Dataset records:
..........

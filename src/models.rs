//! Task and message data model
//!
//! Declarative task settings are immutable once loaded. The only mutable
//! per-task state is the live connection, which lives in [`TaskRuntime`] and
//! is owned by exactly one worker.

use schemars::JsonSchema;
use serde::{Deserialize, Serialize};

/// Prefix shared by all processed-flags written by this agent
pub const PROCESSED_FLAG_PREFIX: &str = "usp-";

/// Tag used in ticket subjects when a task does not set `rtTag`
pub const DEFAULT_TICKET_TAG: &str = "UnSpammer";

/// Message-selection filter applied before the pipeline runs
#[derive(Debug, Clone, Copy, PartialEq, Eq, Serialize, Deserialize, JsonSchema)]
#[serde(rename_all = "kebab-case")]
pub enum SelectFilter {
    /// Only messages the spam classifier flagged
    Spam,
    /// Only messages the spam classifier did not flag
    Ham,
    /// Every message
    All,
}

/// Transform applied to the message copy before routing
#[derive(Debug, Clone, Copy, PartialEq, Eq, Serialize, Deserialize, JsonSchema)]
#[serde(rename_all = "kebab-case")]
pub enum EditMode {
    /// Prefix the subject with `[<tag> - <ticket-id>]`
    RtTag,
    /// Restore the pre-classifier subject and strip classifier headers
    UnSpam,
    /// Leave the message untouched
    No,
}

/// Validated, immutable task definition
#[derive(Debug, Clone)]
pub struct TaskConfig {
    /// Task name (unique, also used in the processed-flag and counter file name)
    pub name: String,
    /// Receiving account reference
    pub imap_account: String,
    /// Relay account reference (required when `forward_to` is set)
    pub smtp_account: Option<String>,
    /// Folder watched and scanned
    pub watch_folder: String,
    /// Spam/ham/all gate
    pub select: SelectFilter,
    /// Edit-copy mode
    pub edit: EditMode,
    /// Folder receiving the (possibly transformed) copy
    pub archive_folder: Option<String>,
    /// Address receiving a forwarded copy
    pub forward_to: Option<String>,
    /// Remove the original after processing
    pub delete_original: bool,
    /// Ticket tag label
    pub tag: Option<String>,
}

impl TaskConfig {
    /// Flag marking a message as processed by this task
    pub fn processed_flag(&self) -> String {
        processed_flag(&self.name)
    }

    /// Tag used for ticket subjects, falling back to the default label
    pub fn ticket_tag(&self) -> &str {
        self.tag.as_deref().unwrap_or(DEFAULT_TICKET_TAG)
    }
}

/// Build the processed-flag for a task name
pub fn processed_flag(task_name: &str) -> String {
    format!("{PROCESSED_FLAG_PREFIX}{task_name}")
}

/// Mutable per-task state, owned by a single worker
///
/// `connection` is `None` while disconnected. It never holds more than one
/// session, and every disconnect path empties it before the worker sleeps.
#[derive(Debug)]
pub struct TaskRuntime<C> {
    /// Task name, for logs
    pub name: String,
    /// Live authenticated session, if any
    pub connection: Option<C>,
}

impl<C> TaskRuntime<C> {
    pub fn new(name: impl Into<String>) -> Self {
        Self {
            name: name.into(),
            connection: None,
        }
    }

    /// Drop the live session without a graceful logout
    ///
    /// Returns `true` when a session was actually discarded.
    pub fn abort_connection(&mut self) -> bool {
        self.connection.take().is_some()
    }
}

/// One fetched message
///
/// Transient: fetched per scan and discarded after processing.
#[derive(Debug, Clone, PartialEq, Eq)]
pub struct Message {
    /// Message UID within the selected folder
    pub uid: u32,
    /// Flags (system flags with leading backslash, keywords verbatim)
    pub flags: Vec<String>,
    /// Full RFC822 source
    pub raw: Vec<u8>,
}

impl Message {
    pub fn has_flag(&self, flag: &str) -> bool {
        self.flags.iter().any(|f| f == flag)
    }
}

/// Folder state returned by SELECT
#[derive(Debug, Clone, Copy, Default, PartialEq, Eq)]
pub struct FolderInfo {
    /// Number of messages in the folder
    pub exists: u32,
    /// UIDVALIDITY, when the server reports it
    pub uid_validity: Option<u32>,
    /// UIDNEXT, when the server reports it
    pub uid_next: Option<u32>,
}

impl FolderInfo {
    /// Whether messages arrived since `earlier`
    ///
    /// UIDNEXT only moves on arrival, so expunges do not count and an
    /// arrival hidden by an expunge still does. Without UIDNEXT any change
    /// in the message count is taken as a change.
    pub fn moved_on_from(&self, earlier: &FolderInfo) -> bool {
        if self.uid_validity != earlier.uid_validity {
            return true;
        }
        match (self.uid_next, earlier.uid_next) {
            (Some(now), Some(then)) => now != then,
            _ => self.exists != earlier.exists,
        }
    }
}

/// Most recent messages of a folder, with the folder state they were read at
#[derive(Debug, Clone, Default)]
pub struct RecentMessages {
    pub folder: FolderInfo,
    pub messages: Vec<Message>,
}

/// Result of waiting for a folder change
#[derive(Debug, Clone, Copy, PartialEq, Eq)]
pub enum WatchOutcome {
    /// The server reported a change
    Changed,
    /// The wait elapsed without a change
    TimedOut,
}
//! IMAP transport and session operations
//!
//! Implements [`MailboxConnection`] on top of `async-imap`. Connections are
//! TLS-only, every command is bounded by the socket timeout, and folder
//! names are sent in modified UTF-7.

use std::fmt;
use std::sync::Arc;
use std::time::Duration;

use async_imap::extensions::idle::IdleResponse;
use async_imap::types::{Fetch, Flag};
use async_imap::{Client, Session};
use async_trait::async_trait;
use futures::TryStreamExt;
use rustls::ClientConfig;
use rustls::RootCertStore;
use rustls_pki_types::ServerName;
use secrecy::ExposeSecret;
use tokio::io::{AsyncRead, AsyncWrite};
use tokio::net::TcpStream;
use tokio::time::{Instant, timeout};
use tokio_rustls::TlsConnector;
use tracing::{debug, warn};

use crate::config::{ImapAccount, Settings};
use crate::errors::{AppError, AppResult};
use crate::mailbox::{Connector, MailboxConnection};
use crate::models::{FolderInfo, Message, RecentMessages, WatchOutcome};

/// TLS stream every production session runs over
pub type TlsTransport = tokio_rustls::client::TlsStream<TcpStream>;

/// Type alias for authenticated IMAP session over TLS
pub type ImapSession = Session<TlsTransport>;

/// Byte stream an IMAP session can run over
pub trait ImapTransport: AsyncRead + AsyncWrite + Unpin + fmt::Debug + Send {}

impl<T: AsyncRead + AsyncWrite + Unpin + fmt::Debug + Send> ImapTransport for T {}

/// Servers may drop an IDLE older than 30 minutes, so long waits re-issue it
const IDLE_REFRESH: Duration = Duration::from_secs(29 * 60);

/// Items fetched per message; `BODY.PEEK` leaves `\Seen` alone
const FETCH_ITEMS: &str = "(UID FLAGS BODY.PEEK[])";

/// Opens sessions for one receiving account
pub struct ImapConnector {
    account: ImapAccount,
    settings: Settings,
}

impl ImapConnector {
    pub fn new(account: ImapAccount, settings: Settings) -> Self {
        Self { account, settings }
    }
}

#[async_trait]
impl Connector for ImapConnector {
    type Connection = ImapConnection;

    async fn connect(&self) -> AppResult<ImapConnection> {
        let mut session = connect_authenticated(&self.settings, &self.account).await?;
        let idle_supported = capabilities(self.settings.socket_timeout, &mut session)
            .await?
            .has_str("IDLE");
        debug!(account = %self.account.name, idle_supported, "session established");
        if !idle_supported {
            warn!(
                account = %self.account.name,
                server = %self.endpoint(),
                "server does not advertise IDLE, falling back to polling"
            );
        }
        Ok(ImapConnection {
            session: Some(session),
            socket_timeout: self.settings.socket_timeout,
            poll_interval: self.settings.poll_interval,
            idle_refresh: IDLE_REFRESH,
            idle_supported,
            selected: None,
        })
    }

    fn endpoint(&self) -> String {
        format!("{}:{}", self.account.host, self.account.port)
    }
}

/// One live session
///
/// Dropping it closes the socket without LOGOUT. `session` is only `None`
/// after an IDLE was abandoned midway, in which case every call fails and
/// the worker reconnects.
pub struct ImapConnection<T: ImapTransport = TlsTransport> {
    session: Option<Session<T>>,
    socket_timeout: Duration,
    poll_interval: Duration,
    idle_refresh: Duration,
    idle_supported: bool,
    /// Last selected folder and the state SELECT reported for it
    selected: Option<(String, FolderInfo)>,
}

impl<T: ImapTransport> ImapConnection<T> {
    fn session(&mut self) -> AppResult<&mut Session<T>> {
        self.session
            .as_mut()
            .ok_or_else(|| AppError::Mailbox("session lost during IDLE".to_owned()))
    }

    /// Wait using IMAP IDLE, re-issuing it before servers drop it
    async fn idle_wait(&mut self, limit: Duration) -> AppResult<WatchOutcome> {
        let deadline = Instant::now() + limit;
        loop {
            let remaining = deadline.saturating_duration_since(Instant::now());
            if remaining.is_zero() {
                return Ok(WatchOutcome::TimedOut);
            }

            let slice = remaining.min(self.idle_refresh);

            let session = self
                .session
                .take()
                .ok_or_else(|| AppError::Mailbox("session lost during IDLE".to_owned()))?;
            let mut handle = session.idle();
            timeout(self.socket_timeout, handle.init())
                .await
                .map_err(|_| AppError::Timeout("IDLE init timed out".to_owned()))
                .and_then(|r| r.map_err(|e| AppError::Mailbox(format!("IDLE failed: {e}"))))?;

            // The library timer restarts on every keepalive, so the slice is
            // bounded here as well.
            let response = {
                let (wait, _stop) = handle.wait_with_timeout(slice);
                match timeout(slice, wait).await {
                    Ok(response) => response
                        .map_err(|e| AppError::Mailbox(format!("IDLE wait failed: {e}")))?,
                    Err(_) => IdleResponse::Timeout,
                }
            };

            let session = timeout(self.socket_timeout, handle.done())
                .await
                .map_err(|_| AppError::Timeout("IDLE DONE timed out".to_owned()))
                .and_then(|r| r.map_err(|e| AppError::Mailbox(format!("IDLE DONE failed: {e}"))))?;
            self.session = Some(session);

            match response {
                IdleResponse::NewData(_) | IdleResponse::ManualInterrupt => {
                    return Ok(WatchOutcome::Changed);
                }
                IdleResponse::Timeout => debug!("IDLE slice elapsed"),
            }
        }
    }

    /// Wait by re-selecting the folder until new mail shows up
    ///
    /// The baseline is the state of the last SELECT, so mail that arrived
    /// before the wait started is reported on the first poll.
    async fn poll_wait(&mut self, limit: Duration) -> AppResult<WatchOutcome> {
        let (folder, baseline) = self
            .selected
            .clone()
            .ok_or_else(|| AppError::Mailbox("no folder selected to watch".to_owned()))?;
        let deadline = Instant::now() + limit;
        loop {
            let remaining = deadline.saturating_duration_since(Instant::now());
            if remaining.is_zero() {
                return Ok(WatchOutcome::TimedOut);
            }
            tokio::time::sleep(self.poll_interval.min(remaining)).await;
            if self.select_folder(&folder).await?.moved_on_from(&baseline) {
                return Ok(WatchOutcome::Changed);
            }
        }
    }
}

#[async_trait]
impl<T: ImapTransport> MailboxConnection for ImapConnection<T> {
    async fn select_folder(&mut self, folder: &str) -> AppResult<FolderInfo> {
        let socket = self.socket_timeout;
        let encoded = encode_folder(folder);
        let selected = timeout(socket, self.session()?.select(&encoded))
            .await
            .map_err(|_| AppError::Timeout(format!("SELECT timed out for mailbox '{folder}'")))
            .and_then(|r| {
                r.map_err(|e| AppError::Mailbox(format!("cannot select mailbox '{folder}': {e}")))
            })?;
        let info = FolderInfo {
            exists: selected.exists,
            uid_validity: selected.uid_validity,
            uid_next: selected.uid_next,
        };
        self.selected = Some((folder.to_owned(), info));
        Ok(info)
    }

    async fn fetch_recent(&mut self, folder: &str, max_count: u32) -> AppResult<RecentMessages> {
        let info = self.select_folder(folder).await?;
        let Some(range) = recent_range(info.exists, max_count) else {
            return Ok(RecentMessages {
                folder: info,
                messages: Vec::new(),
            });
        };

        let socket = self.socket_timeout;
        let session = self.session()?;
        let stream = timeout(socket, session.fetch(range, FETCH_ITEMS))
            .await
            .map_err(|_| AppError::Timeout("FETCH timed out".to_owned()))
            .and_then(|r| r.map_err(|e| AppError::Mailbox(format!("fetch failed: {e}"))))?;
        let fetches: Vec<Fetch> = timeout(socket, stream.try_collect())
            .await
            .map_err(|_| AppError::Timeout("FETCH stream timed out".to_owned()))
            .and_then(|r| r.map_err(|e| AppError::Mailbox(format!("fetch stream failed: {e}"))))?;

        let mut messages = Vec::with_capacity(fetches.len());
        for fetch in &fetches {
            let Some(uid) = fetch.uid else {
                warn!(seq = fetch.message, "server returned message without UID, skipping");
                continue;
            };
            let Some(body) = fetch.body() else {
                warn!(uid, "server returned no message body, skipping");
                continue;
            };
            messages.push(Message {
                uid,
                flags: flags_to_strings(fetch),
                raw: body.to_vec(),
            });
        }
        Ok(RecentMessages {
            folder: info,
            messages,
        })
    }

    async fn set_flag(&mut self, uid: u32, flag: &str) -> AppResult<()> {
        let socket = self.socket_timeout;
        uid_store(socket, self.session()?, uid, &format!("+FLAGS.SILENT ({flag})")).await
    }

    async fn append_message(
        &mut self,
        folder: &str,
        flags: &[String],
        raw: &[u8],
    ) -> AppResult<()> {
        let socket = self.socket_timeout;
        let encoded = encode_folder(folder);
        let flag_list = (!flags.is_empty()).then(|| format!("({})", flags.join(" ")));
        timeout(
            socket,
            self.session()?
                .append(&encoded, flag_list.as_deref(), None, raw),
        )
        .await
        .map_err(|_| AppError::Timeout("APPEND timed out".to_owned()))
        .and_then(|r| r.map_err(|e| AppError::Message(format!("APPEND to '{folder}' failed: {e}"))))
    }

    async fn mark_deleted_and_expunge(&mut self, uid: u32) -> AppResult<()> {
        let socket = self.socket_timeout;
        let session = self.session()?;
        uid_store(socket, session, uid, "+FLAGS.SILENT (\\Deleted)").await?;
        let stream = timeout(socket, session.expunge())
            .await
            .map_err(|_| AppError::Timeout("EXPUNGE timed out".to_owned()))
            .and_then(|r| r.map_err(|e| AppError::Message(format!("EXPUNGE failed: {e}"))))?;
        let _: Vec<u32> = timeout(socket, stream.try_collect())
            .await
            .map_err(|_| AppError::Timeout("EXPUNGE stream timed out".to_owned()))
            .and_then(|r| r.map_err(|e| AppError::Message(format!("EXPUNGE stream failed: {e}"))))?;
        Ok(())
    }

    async fn wait_for_change(&mut self, limit: Duration) -> AppResult<WatchOutcome> {
        if self.idle_supported {
            self.idle_wait(limit).await
        } else {
            self.poll_wait(limit).await
        }
    }
}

..........

Lines holding the word "processing" should be counted across the entries; state only how many there are.

2